Task requirements: Search the material for lines containing the word "element", and copy each one.

Recorded data:

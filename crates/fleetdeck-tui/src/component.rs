//! Component trait — the building block for every UI element.

use color_eyre::eyre::Result;
use crossterm::event::KeyEvent;
use ratatui::{Frame, layout::Rect};
use tokio::sync::mpsc::UnboundedSender;

use crate::action::Action;

/// Every UI element implements Component.
///
/// Lifecycle: `init` → (`handle_key_event` | `update` | `render`)*
pub trait Component: Send {
    /// Called once when the component is mounted.
    /// Receives the action sender for dispatching actions to the app loop.
    fn init(&mut self, _action_tx: UnboundedSender<Action>) -> Result<()> {
        Ok(())
    }

    /// Handle a keyboard event. Return an Action to dispatch, or None.
    fn handle_key_event(&mut self, _key: KeyEvent) -> Result<Option<Action>> {
        Ok(None)
    }

    /// Process a dispatched action. May return a follow-up action.
    fn update(&mut self, _action: &Action) -> Result<Option<Action>> {
        Ok(None)
    }

    /// Render into the provided frame area.
    fn render(&self, frame: &mut Frame, area: Rect);
}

Expected output:
//! Component trait — the building block for every UI element.
/// Every UI element implements Component.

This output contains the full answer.